Work request: Every line below between the one holding "if !headers.iter().any(|h| h" and the one holding "assert_eq!(records.len(), 2);", inclusive, should be copied exactly, and no other line.

[Stored data]

_ _ _ _ _

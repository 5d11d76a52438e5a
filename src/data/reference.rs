use csv::ReaderBuilder;
use serde::{Deserialize, Serialize};
use std::fs::File;
use std::io::Read;
use std::path::Path;
use tracing::{info, warn};

use crate::error::{Error, Result};

/// One listing of the reference dataset.
#[derive(Debug, Clone, PartialEq, Serialize, Deserialize)]
pub struct PropertyRecord {
    pub bedrooms: f64,
    pub bathrooms: f64,
    pub land_size_m2: f64,
    pub building_size_m2: f64,
    pub floors: f64,
    #[serde(default)]
    pub building_age: Option<f64>,
    #[serde(default)]
    pub garages: Option<f64>,
    pub price_in_rp: f64,
    #[serde(default)]
    pub title: String,
    #[serde(default)]
    pub address: String,
    #[serde(default)]
    pub url: String,
}

/// Read-only listings, loaded once per process.
///
/// A dataset that failed to load stays `Unavailable` so predictions can still
/// be served; only the comparable-property lookup reports the failure.
#[derive(Debug, Clone)]
pub enum ReferenceDataset {
    Loaded(Vec<PropertyRecord>),
    Unavailable(String),
}

impl ReferenceDataset {
    pub fn load(csv_path: impl AsRef<Path>) -> Self {
        let path = csv_path.as_ref();
        match load_records(path) {
            Ok(records) => {
                info!(path = %path.display(), records = records.len(), "Loaded reference dataset");
                ReferenceDataset::Loaded(records)
            }
            Err(e) => {
                warn!(path = %path.display(), error = %e, "Reference dataset unavailable");
                ReferenceDataset::Unavailable(e.to_string())
            }
        }
    }

    pub fn records(&self) -> Result<&[PropertyRecord]> {
        match self {
            ReferenceDataset::Loaded(records) => Ok(records),
            ReferenceDataset::Unavailable(reason) => Err(Error::Filter(format!(
                "reference dataset unavailable: {}",
                reason
            ))),
        }
    }

    pub fn len(&self) -> usize {
        match self {
            ReferenceDataset::Loaded(records) => records.len(),
            ReferenceDataset::Unavailable(_) => 0,
        }
    }

    pub fn is_empty(&self) -> bool {
        self.len() == 0
    }
}

impl From<Vec<PropertyRecord>> for ReferenceDataset {
    fn from(records: Vec<PropertyRecord>) -> Self {
        ReferenceDataset::Loaded(records)
    }
}

pub fn load_records(csv_path: impl AsRef<Path>) -> Result<Vec<PropertyRecord>> {
    let file = File::open(csv_path)?;
    read_records(file)
}

/// Parses listings; rows whose numeric cells cannot be read are skipped.
pub fn read_records<R: Read>(reader: R) -> Result<Vec<PropertyRecord>> {
    let mut rdr = ReaderBuilder::new().trim(csv::Trim::All).from_reader(reader);

    let headers = rdr.headers()?.clone();
    for column in ["bedrooms", "bathrooms", "land_size_m2", "building_size_m2", "floors", "price_in_rp"] {
        if !headers.iter().any(|h| h == column) {
            return Err(Error::Filter(format!(
                "reference dataset is missing column '{}'",
                column
            )));
        }
    }

    let mut records = Vec::new();
    let mut skipped = 0usize;
    for result in rdr.deserialize::<PropertyRecord>() {
        match result {
            Ok(record) => records.push(record),
            Err(e) => {
                skipped += 1;
                tracing::debug!(error = %e, "Skipping reference row");
            }
        }
    }
    if skipped > 0 {
        warn!(skipped, "Skipped unreadable reference rows");
    }
    Ok(records)
}

#[cfg(test)]
mod tests {
    use super::*;

    const CSV: &str = "\
title,address,url,bedrooms,bathrooms,land_size_m2,building_size_m2,floors,building_age,garages,price_in_rp,extra
Rumah A,Jl. Mawar 1,https://example.test/a,2,1,100,80,1,5,0,500000000,x
Rumah B,Jl. Melati 2,https://example.test/b,3,2,,120,2,10,1,900000000,y
Rumah C,Jl. Kenanga 3,https://example.test/c,3,2,150,120,2,,,950000000,z
";

    #[test]
    fn reads_valid_rows_and_ignores_extra_columns() {
        let records = read_records(CSV.as_bytes()).unwrap();
        assert_eq!(records.len(), 2);
        assert_eq!(records[0].title, "Rumah A");
        assert_eq!(records[1].building_age, None);
        assert_eq!(records[1].price_in_rp, 950000000.0);
    }

    #[test]
    fn missing_required_column_is_an_error() {
        let csv = "bedrooms,bathrooms,floors,price_in_rp\n2,1,1,100\n";
        assert!(matches!(read_records(csv.as_bytes()), Err(Error::Filter(_))));
    }

    #[test]
    fn unavailable_dataset_reports_filter_error() {
        let dataset = ReferenceDataset::load("/nonexistent/rumah.csv");
        assert!(dataset.is_empty());
        assert!(matches!(dataset.records(), Err(Error::Filter(_))));
    }
}
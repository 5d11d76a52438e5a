use ndarray::{Array1, Array2, ArrayView1, ArrayView2, Axis};
use csv::ReaderBuilder;
use serde::{Deserialize, Serialize};
use std::fs::File;
use std::io::Read;
use std::path::Path;
use tracing::{info, warn};

use crate::error::{Error, Result};
use crate::model::encoder::{CategoricalField, EncodeMap};
use crate::model::features::FEATURE_NAMES;

/// Normalisation parameters for the inputs and the price target.
#[derive(Debug, Clone, PartialEq, Serialize, Deserialize)]
pub struct DataStats {
    pub mean: Array1<f64>,
    pub std: Array1<f64>,
    pub target_mean: f64,
    pub target_std: f64,
}

/// Feature matrix in declared order plus the price target.
#[derive(Debug, Clone)]
pub struct TrainingData {
    pub features: Vec<String>,
    pub x: Array2<f64>,
    pub y: Array1<f64>,
    pub encoder: EncodeMap,
}

#[derive(Debug, Deserialize)]
struct TrainingRow {
    bedrooms: Option<f64>,
    bathrooms: Option<f64>,
    land_size_m2: Option<f64>,
    building_size_m2: Option<f64>,
    floors: Option<f64>,
    building_age: Option<f64>,
    garages: Option<f64>,
    #[serde(default)]
    property_type: Option<String>,
    #[serde(default)]
    furnishing: Option<String>,
    #[serde(default)]
    property_condition: Option<String>,
    price_in_rp: Option<f64>,
}

impl TrainingRow {
    fn numeric(&self) -> Option<[f64; 7]> {
        Some([
            self.bedrooms?,
            self.bathrooms?,
            self.land_size_m2?,
            self.building_size_m2?,
            self.floors?,
            self.building_age?,
            self.garages?,
        ])
    }

    fn label(&self, field: CategoricalField) -> &str {
        let label = match field {
            CategoricalField::PropertyType => &self.property_type,
            CategoricalField::Furnishing => &self.furnishing,
            CategoricalField::PropertyCondition => &self.property_condition,
        };
        label.as_deref().unwrap_or("")
    }
}

pub fn load_training_data(csv_path: impl AsRef<Path>) -> Result<TrainingData> {
    let path = csv_path.as_ref();
    let file = File::open(path)?;
    let data = read_training_data(file)?;
    info!(
        path = %path.display(),
        rows = data.x.nrows(),
        "Loaded training data"
    );
    Ok(data)
}

pub fn read_training_data<R: Read>(reader: R) -> Result<TrainingData> {
    let mut rdr = ReaderBuilder::new().trim(csv::Trim::All).from_reader(reader);
    let mut rows = Vec::new();
    let mut skipped = 0usize;

    for (line, result) in rdr.deserialize::<TrainingRow>().enumerate() {
        match result {
            Ok(row) => match (row.numeric(), row.price_in_rp) {
                (Some(numeric), Some(price)) => rows.push((row, numeric, price)),
                _ => skipped += 1,
            },
            Err(e) => {
                warn!(line = line + 2, error = %e, "Skipping malformed training row");
                skipped += 1;
            }
        }
    }

    if skipped > 0 {
        warn!(skipped, "Dropped training rows with missing values");
    }
    if rows.is_empty() {
        return Err(Error::Training("training data has no usable rows".to_string()));
    }

    let encoder = EncodeMap::fit(rows.iter().flat_map(|(row, _, _)| {
        CategoricalField::ALL
            .into_iter()
            .map(move |field| (field, row.label(field)))
    }));

    let mut inputs = Vec::with_capacity(rows.len() * FEATURE_NAMES.len());
    let mut outputs = Vec::with_capacity(rows.len());
    for (row, numeric, price) in &rows {
        inputs.extend_from_slice(numeric);
        for field in CategoricalField::ALL {
            inputs.push(encoder.encode(field, row.label(field)) as f64);
        }
        outputs.push(*price);
    }

    let x = Array2::from_shape_vec((outputs.len(), FEATURE_NAMES.len()), inputs)
        .map_err(|e| Error::Training(e.to_string()))?;
    let y = Array1::from(outputs);

    Ok(TrainingData {
        features: FEATURE_NAMES.iter().map(|s| s.to_string()).collect(),
        x,
        y,
        encoder,
    })
}

fn safe_std(std: f64) -> f64 {
    if std.is_finite() && std > f64::EPSILON {
        std
    } else {
        1.0
    }
}

impl DataStats {
    /// Column means and sample standard deviations; constant columns get a
    /// unit deviation.
    pub fn fit(x: ArrayView2<f64>, y: ArrayView1<f64>) -> Result<Self> {
        let mean = x
            .mean_axis(Axis(0))
            .ok_or_else(|| Error::Training("cannot normalise an empty matrix".to_string()))?;
        let ddof = if x.nrows() > 1 { 1.0 } else { 0.0 };
        let std = x.std_axis(Axis(0), ddof).mapv(safe_std);

        let target_mean = y
            .mean()
            .ok_or_else(|| Error::Training("cannot normalise an empty target".to_string()))?;
        let target_std = safe_std(y.std(ddof));

        Ok(DataStats {
            mean,
            std,
            target_mean,
            target_std,
        })
    }

    pub fn normalize(&self, x: &Array2<f64>) -> Array2<f64> {
        (x - &self.mean) / &self.std
    }

    pub fn normalize_target(&self, y: &Array1<f64>) -> Array1<f64> {
        (y - self.target_mean) / self.target_std
    }

    pub fn denormalize_target(&self, value: f64) -> f64 {
        value * self.target_std + self.target_mean
    }
}
use ndarray::Array1;
use serde::{Deserialize, Serialize};

use crate::error::{Error, Result};
use crate::model::encoder::{CategoricalField, EncodeMap};

/// Feature names in the order the model is fitted on.
pub const FEATURE_NAMES: [&str; 10] = [
    "bedrooms",
    "bathrooms",
    "land_size_m2",
    "building_size_m2",
    "floors",
    "building_age",
    "garages",
    "property_type",
    "furnishing",
    "property_condition",
];

/// Input bounds of the estimation form.
pub mod limits {
    pub const ROOMS: (u32, u32) = (0, 10);
    pub const AREA_M2: (f64, f64) = (0.0, 1000.0);
    pub const FLOORS: (u32, u32) = (1, 3);
    pub const BUILDING_AGE: (u32, u32) = (0, 100);
    pub const GARAGES: (u32, u32) = (0, 3);
}

/// Raw selections coming from the presentation layer.
#[derive(Debug, Clone, PartialEq, Serialize, Deserialize)]
pub struct PropertyInput {
    pub bedrooms: u32,
    pub bathrooms: u32,
    pub land_size_m2: f64,
    pub building_size_m2: f64,
    pub floors: u32,
    pub building_age: u32,
    pub garages: u32,
    pub property_type: String,
    pub furnishing: String,
    pub property_condition: String,
}

impl Default for PropertyInput {
    fn default() -> Self {
        PropertyInput {
            bedrooms: 2,
            bathrooms: 1,
            land_size_m2: 100.0,
            building_size_m2: 80.0,
            floors: 1,
            building_age: 5,
            garages: 0,
            property_type: "rumah".to_string(),
            furnishing: "unfurnished".to_string(),
            property_condition: "bagus".to_string(),
        }
    }
}

fn check_range<T: PartialOrd + std::fmt::Display>(name: &str, value: T, (lo, hi): (T, T)) -> Result<()> {
    if value < lo || value > hi {
        return Err(Error::Validation(format!(
            "{} must be between {} and {}, got {}",
            name, lo, hi, value
        )));
    }
    Ok(())
}

impl PropertyInput {
    /// Rejects inputs the model must not be asked about.
    ///
    /// A zero land or building area is refused outright, as are values
    /// outside the form limits.
    pub fn validate(&self) -> Result<()> {
        if self.land_size_m2 == 0.0 || self.building_size_m2 == 0.0 {
            return Err(Error::Validation(
                "land size and building size must not be zero".to_string(),
            ));
        }
        if !self.land_size_m2.is_finite() || !self.building_size_m2.is_finite() {
            return Err(Error::Validation("areas must be finite numbers".to_string()));
        }
        check_range("bedrooms", self.bedrooms, limits::ROOMS)?;
        check_range("bathrooms", self.bathrooms, limits::ROOMS)?;
        check_range("land_size_m2", self.land_size_m2, limits::AREA_M2)?;
        check_range("building_size_m2", self.building_size_m2, limits::AREA_M2)?;
        check_range("floors", self.floors, limits::FLOORS)?;
        check_range("building_age", self.building_age, limits::BUILDING_AGE)?;
        check_range("garages", self.garages, limits::GARAGES)?;
        Ok(())
    }

    pub fn label(&self, field: CategoricalField) -> &str {
        match field {
            CategoricalField::PropertyType => &self.property_type,
            CategoricalField::Furnishing => &self.furnishing,
            CategoricalField::PropertyCondition => &self.property_condition,
        }
    }

    /// Encodes the categorical selections and lays the fields out in
    /// declared feature order.
    pub fn to_feature_vector(&self, encoder: &EncodeMap) -> FeatureVector {
        let code = |field: CategoricalField| encoder.encode(field, self.label(field)) as f64;
        let values = [
            self.bedrooms as f64,
            self.bathrooms as f64,
            self.land_size_m2,
            self.building_size_m2,
            self.floors as f64,
            self.building_age as f64,
            self.garages as f64,
            code(CategoricalField::PropertyType),
            code(CategoricalField::Furnishing),
            code(CategoricalField::PropertyCondition),
        ];
        FeatureVector::new(FEATURE_NAMES.iter().zip(values).map(|(n, v)| (n.to_string(), v)))
    }
}

/// Named numeric features in a fixed order.
#[derive(Debug, Clone, PartialEq, Serialize, Deserialize)]
pub struct FeatureVector {
    entries: Vec<(String, f64)>,
}

impl FeatureVector {
    pub fn new<I>(entries: I) -> Self
    where
        I: IntoIterator<Item = (String, f64)>,
    {
        FeatureVector {
            entries: entries.into_iter().collect(),
        }
    }

    pub fn get(&self, name: &str) -> Option<f64> {
        self.entries
            .iter()
            .find(|(n, _)| n == name)
            .map(|(_, v)| *v)
    }

    pub fn names(&self) -> impl Iterator<Item = &str> {
        self.entries.iter().map(|(n, _)| n.as_str())
    }

    pub fn entries(&self) -> &[(String, f64)] {
        &self.entries
    }

    pub fn len(&self) -> usize {
        self.entries.len()
    }

    pub fn is_empty(&self) -> bool {
        self.entries.is_empty()
    }

    /// Values ordered by `names`; every name must be present.
    pub fn aligned(&self, names: &[String]) -> Result<Array1<f64>> {
        let values = names
            .iter()
            .map(|name| {
                self.get(name)
                    .ok_or_else(|| Error::Prediction(format!("missing feature '{}'", name)))
            })
            .collect::<Result<Vec<f64>>>()?;
        Ok(Array1::from(values))
    }
}
pub mod encoder;
pub mod features;
pub mod layers;
pub mod network;
pub mod predictor;
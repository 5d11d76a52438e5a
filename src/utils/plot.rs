use plotters::prelude::*;
use std::path::Path;

use crate::error::{Error, Result};
use crate::model::predictor::FeatureImportance;
use crate::training::history::TrainingHistory;

fn plot_error<E: std::fmt::Display>(e: E) -> Error {
    Error::Plot(e.to_string())
}

/// Writes the train/test loss curves to a PNG file.
pub fn create_plot(history: &TrainingHistory, path: impl AsRef<Path>) -> Result<()> {
    if history.is_empty() {
        return Err(Error::Plot("no training history to plot".to_string()));
    }

    let root = BitMapBackend::new(path.as_ref(), (800, 600)).into_drawing_area();
    root.fill(&WHITE).map_err(plot_error)?;

    let max_epoch = (*history.epochs.last().unwrap_or(&1) as u32).max(1);
    let max_loss = history
        .train_losses
        .iter()
        .chain(history.test_losses.iter())
        .cloned()
        .filter(|v| v.is_finite())
        .fold(0.0, f64::max)
        .max(f64::EPSILON);

    let mut chart = ChartBuilder::on(&root)
        .caption("Training Progress", ("sans-serif", 30))
        .margin(10)
        .x_label_area_size(40)
        .y_label_area_size(60)
        .build_cartesian_2d(0u32..max_epoch, 0f64..max_loss * 1.05)
        .map_err(plot_error)?;

    chart
        .configure_mesh()
        .disable_x_mesh()
        .disable_y_mesh()
        .x_desc("Epoch")
        .y_desc("MSE (normalised)")
        .draw()
        .map_err(plot_error)?;

    chart
        .draw_series(LineSeries::new(
            history.epochs.iter().zip(history.train_losses.iter()).map(|(&x, &y)| (x as u32, y)),
            &RED,
        ))
        .map_err(plot_error)?
        .label("Train loss")
        .legend(|(x, y)| PathElement::new(vec![(x, y), (x + 20, y)], &RED));

    chart
        .draw_series(LineSeries::new(
            history.epochs.iter().zip(history.test_losses.iter()).map(|(&x, &y)| (x as u32, y)),
            &BLUE,
        ))
        .map_err(plot_error)?
        .label("Test loss")
        .legend(|(x, y)| PathElement::new(vec![(x, y), (x + 20, y)], &BLUE));

    chart
        .configure_series_labels()
        .background_style(&WHITE.mix(0.8))
        .border_style(&BLACK)
        .draw()
        .map_err(plot_error)?;

    root.present().map_err(plot_error)?;
    Ok(())
}

/// Renders importances as a bar chart, in the order given, to an SVG string.
pub fn importance_chart_svg(importances: &[FeatureImportance]) -> Result<String> {
    if importances.is_empty() {
        return Err(Error::Plot("no feature importances to plot".to_string()));
    }

    let names: Vec<String> = importances.iter().map(|f| f.feature.clone()).collect();
    let max_weight = importances
        .iter()
        .map(|f| f.weight)
        .filter(|w| w.is_finite())
        .fold(0.0, f64::max)
        .max(f64::EPSILON);

    let mut svg = String::new();
    {
        let root = SVGBackend::with_string(&mut svg, (720, 400)).into_drawing_area();
        root.fill(&WHITE).map_err(plot_error)?;

        let mut chart = ChartBuilder::on(&root)
            .caption("Feature importance", ("sans-serif", 22))
            .margin(10)
            .x_label_area_size(90)
            .y_label_area_size(50)
            .build_cartesian_2d((0..names.len()).into_segmented(), 0f64..max_weight * 1.1)
            .map_err(plot_error)?;

        chart
            .configure_mesh()
            .disable_x_mesh()
            .x_labels(names.len())
            .x_label_formatter(&|v: &SegmentValue<usize>| match v {
                SegmentValue::CenterOf(i) => names.get(*i).cloned().unwrap_or_default(),
                _ => String::new(),
            })
            .y_desc("Weight")
            .draw()
            .map_err(plot_error)?;

        chart
            .draw_series(
                Histogram::vertical(&chart)
                    .style(BLUE.mix(0.7).filled())
                    .margin(6)
                    .data(importances.iter().enumerate().map(|(i, f)| (i, f.weight.max(0.0)))),
            )
            .map_err(plot_error)?;

        root.present().map_err(plot_error)?;
    }
    Ok(svg)
}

_ _ _ _ _

Written solution:
        if !headers.iter().any(|h| h == column) {
            return Err(Error::Filter(format!(
                "reference dataset is missing column '{}'",
                column
            )));
        }
    }

    let mut records = Vec::new();
    let mut skipped = 0usize;
    for result in rdr.deserialize::<PropertyRecord>() {
        match result {
            Ok(record) => records.push(record),
            Err(e) => {
                skipped += 1;
                tracing::debug!(error = %e, "Skipping reference row");
            }
        }
    }
    if skipped > 0 {
        warn!(skipped, "Skipped unreadable reference rows");
    }
    Ok(records)
}

#[cfg(test)]
mod tests {
    use super::*;

    const CSV: &str = "\
title,address,url,bedrooms,bathrooms,land_size_m2,building_size_m2,floors,building_age,garages,price_in_rp,extra
Rumah A,Jl. Mawar 1,https://example.test/a,2,1,100,80,1,5,0,500000000,x
Rumah B,Jl. Melati 2,https://example.test/b,3,2,,120,2,10,1,900000000,y
Rumah C,Jl. Kenanga 3,https://example.test/c,3,2,150,120,2,,,950000000,z
";

    #[test]
    fn reads_valid_rows_and_ignores_extra_columns() {
        let records = read_records(CSV.as_bytes()).unwrap();
        assert_eq!(records.len(), 2);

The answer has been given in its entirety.